What to produce >>
Can you return the records below exactly as they stand, but only from the first line through the one with "A nested record."?

Exercise material >>

_____

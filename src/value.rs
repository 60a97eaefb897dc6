//! Dynamic values produced by converters and assembled into instances.

use chrono::{NaiveDate, NaiveDateTime};
use indexmap::IndexMap;
use serde::{Deserialize, Deserializer, Serialize, Serializer};
use serde_json::Value as Json;
use std::fmt;

/// A parsed or declared value.
#[derive(Debug, Clone, PartialEq)]
pub enum Value {
    Null,
    Bool(bool),
    Int(i64),
    Float(f64),
    Str(String),
    Bytes(Vec<u8>),
    Date(NaiveDate),
    DateTime(NaiveDateTime),
    List(Vec<Value>),
    /// A nested record.
    Record(Instance),
    /// The selected member of a union of records.
    Variant(Instance),
}

/// A reconstructed record: its type name and field values in declaration order.
#[derive(Debug, Clone, PartialEq, Default)]
pub struct Instance {
    pub name: String,
    pub fields: IndexMap<String, Value>,
}

impl Instance {
    pub fn new(name: impl Into<String>) -> Self {
        Self {
            name: name.into(),
            fields: IndexMap::new(),
        }
    }

    /// Builder-style field insertion.
    pub fn with(mut self, field: impl Into<String>, value: impl Into<Value>) -> Self {
        self.fields.insert(field.into(), value.into());
        self
    }

    pub fn get(&self, field: &str) -> Option<&Value> {
        self.fields.get(field)
    }

    /// Render as a JSON object keyed by field name.
    pub fn to_json(&self) -> Json {
        Json::Object(
            self.fields
                .iter()
                .map(|(name, value)| (name.clone(), value.to_json()))
                .collect(),
        )
    }
}

impl Value {
    /// Render as JSON in the shape serde expects for the matching Rust types.
    ///
    /// Bytes become an array of numbers, dates use chrono's serde string
    /// forms, and a `Variant` becomes an externally tagged `{name: {..}}`.
    pub fn to_json(&self) -> Json {
        match self {
            Value::Null => Json::Null,
            Value::Bool(b) => Json::Bool(*b),
            Value::Int(i) => Json::from(*i),
            Value::Float(f) => serde_json::Number::from_f64(*f)
                .map(Json::Number)
                .unwrap_or(Json::Null),
            Value::Str(s) => Json::String(s.clone()),
            Value::Bytes(bytes) => Json::Array(bytes.iter().map(|b| Json::from(*b)).collect()),
            Value::Date(d) => Json::String(d.format("%Y-%m-%d").to_string()),
            // chrono serializes NaiveDateTime through its Debug form
            Value::DateTime(dt) => Json::String(format!("{:?}", dt)),
            Value::List(items) => Json::Array(items.iter().map(Value::to_json).collect()),
            Value::Record(instance) => instance.to_json(),
            Value::Variant(instance) => {
                let mut tagged = serde_json::Map::new();
                tagged.insert(instance.name.clone(), instance.to_json());
                Json::Object(tagged)
            }
        }
    }

    pub fn is_null(&self) -> bool {
        matches!(self, Value::Null)
    }

    /// Short name of the value's kind, used to reject mixed literals.
    pub(crate) fn kind_name(&self) -> &'static str {
        match self {
            Value::Null => "null",
            Value::Bool(_) => "bool",
            Value::Int(_) => "int",
            Value::Float(_) => "float",
            Value::Str(_) => "str",
            Value::Bytes(_) => "bytes",
            Value::Date(_) => "date",
            Value::DateTime(_) => "datetime",
            Value::List(_) => "list",
            Value::Record(_) => "record",
            Value::Variant(_) => "variant",
        }
    }
}

/// The canonical command-line form of a value.
///
/// For every scalar kind, feeding this string back through the matching
/// converter yields an equal value.
impl fmt::Display for Value {
    fn fmt(&self, f: &mut fmt::Formatter<'_>) -> fmt::Result {
        match self {
            Value::Null => write!(f, "None"),
            Value::Bool(true) => write!(f, "True"),
            Value::Bool(false) => write!(f, "False"),
            Value::Int(i) => write!(f, "{}", i),
            Value::Float(x) => write!(f, "{:?}", x),
            Value::Str(s) => write!(f, "{}", s),
            Value::Bytes(bytes) => write!(f, "{}", String::from_utf8_lossy(bytes)),
            Value::Date(d) => write!(f, "{}", d.format("%Y-%m-%d")),
            Value::DateTime(dt) => write!(f, "{}", dt.format("%Y-%m-%dT%H:%M:%S%.f")),
            Value::List(items) => {
                let parts: Vec<String> = items.iter().map(|v| v.to_string()).collect();
                write!(f, "{}", parts.join(" "))
            }
            Value::Record(instance) | Value::Variant(instance) => {
                let parts: Vec<String> = instance
                    .fields
                    .iter()
                    .map(|(k, v)| format!("{}={}", k, v))
                    .collect();
                write!(f, "{}({})", instance.name, parts.join(", "))
            }
        }
    }
}

impl From<Json> for Value {
    fn from(json: Json) -> Self {
        match json {
            Json::Null => Value::Null,
            Json::Bool(b) => Value::Bool(b),
            Json::Number(n) => match n.as_i64() {
                Some(i) => Value::Int(i),
                None => Value::Float(n.as_f64().unwrap_or(f64::NAN)),
            },
            Json::String(s) => Value::Str(s),
            Json::Array(items) => Value::List(items.into_iter().map(Value::from).collect()),
            Json::Object(map) => Value::Record(Instance {
                name: String::new(),
                fields: map.into_iter().map(|(k, v)| (k, Value::from(v))).collect(),
            }),
        }
    }
}

impl Serialize for Value {
    fn serialize<S: Serializer>(&self, serializer: S) -> Result<S::Ok, S::Error> {
        self.to_json().serialize(serializer)
    }
}

impl<'de> Deserialize<'de> for Value {
    fn deserialize<D: Deserializer<'de>>(deserializer: D) -> Result<Self, D::Error> {
        Json::deserialize(deserializer).map(Value::from)
    }
}

impl Serialize for Instance {
    fn serialize<S: Serializer>(&self, serializer: S) -> Result<S::Ok, S::Error> {
        self.to_json().serialize(serializer)
    }
}

impl From<bool> for Value {
    fn from(b: bool) -> Self {
        Value::Bool(b)
    }
}

impl From<i64> for Value {
    fn from(i: i64) -> Self {
        Value::Int(i)
    }
}

impl From<i32> for Value {
    fn from(i: i32) -> Self {
        Value::Int(i64::from(i))
    }
}

impl From<f64> for Value {
    fn from(f: f64) -> Self {
        Value::Float(f)
    }
}

impl From<&str> for Value {
    fn from(s: &str) -> Self {
        Value::Str(s.to_string())
    }
}

impl From<String> for Value {
    fn from(s: String) -> Self {
        Value::Str(s)
    }
}

impl From<NaiveDate> for Value {
    fn from(d: NaiveDate) -> Self {
        Value::Date(d)
    }
}

impl From<NaiveDateTime> for Value {
    fn from(dt: NaiveDateTime) -> Self {
        Value::DateTime(dt)
    }
}

impl From<Instance> for Value {
    fn from(instance: Instance) -> Self {
        Value::Record(instance)
    }
}

impl<T: Into<Value>> From<Vec<T>> for Value {
    fn from(items: Vec<T>) -> Self {
        Value::List(items.into_iter().map(Into::into).collect())
    }
}

impl<T: Into<Value>> From<Option<T>> for Value {
    fn from(opt: Option<T>) -> Self {
        opt.map(Into::into).unwrap_or(Value::Null)
    }
}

_____

Exercise answer >>
filename src/value.rs
repository 60a97eaefb897dc6
//! Dynamic values produced by converters and assembled into instances.

use chrono::{NaiveDate, NaiveDateTime};
use indexmap::IndexMap;
use serde::{Deserialize, Deserializer, Serialize, Serializer};
use serde_json::Value as Json;
use std::fmt;

/// A parsed or declared value.
#[derive(Debug, Clone, PartialEq)]
pub enum Value {
    Null,
    Bool(bool),
    Int(i64),
    Float(f64),
    Str(String),
    Bytes(Vec<u8>),
    Date(NaiveDate),
    DateTime(NaiveDateTime),
    List(Vec<Value>),
    /// A nested record.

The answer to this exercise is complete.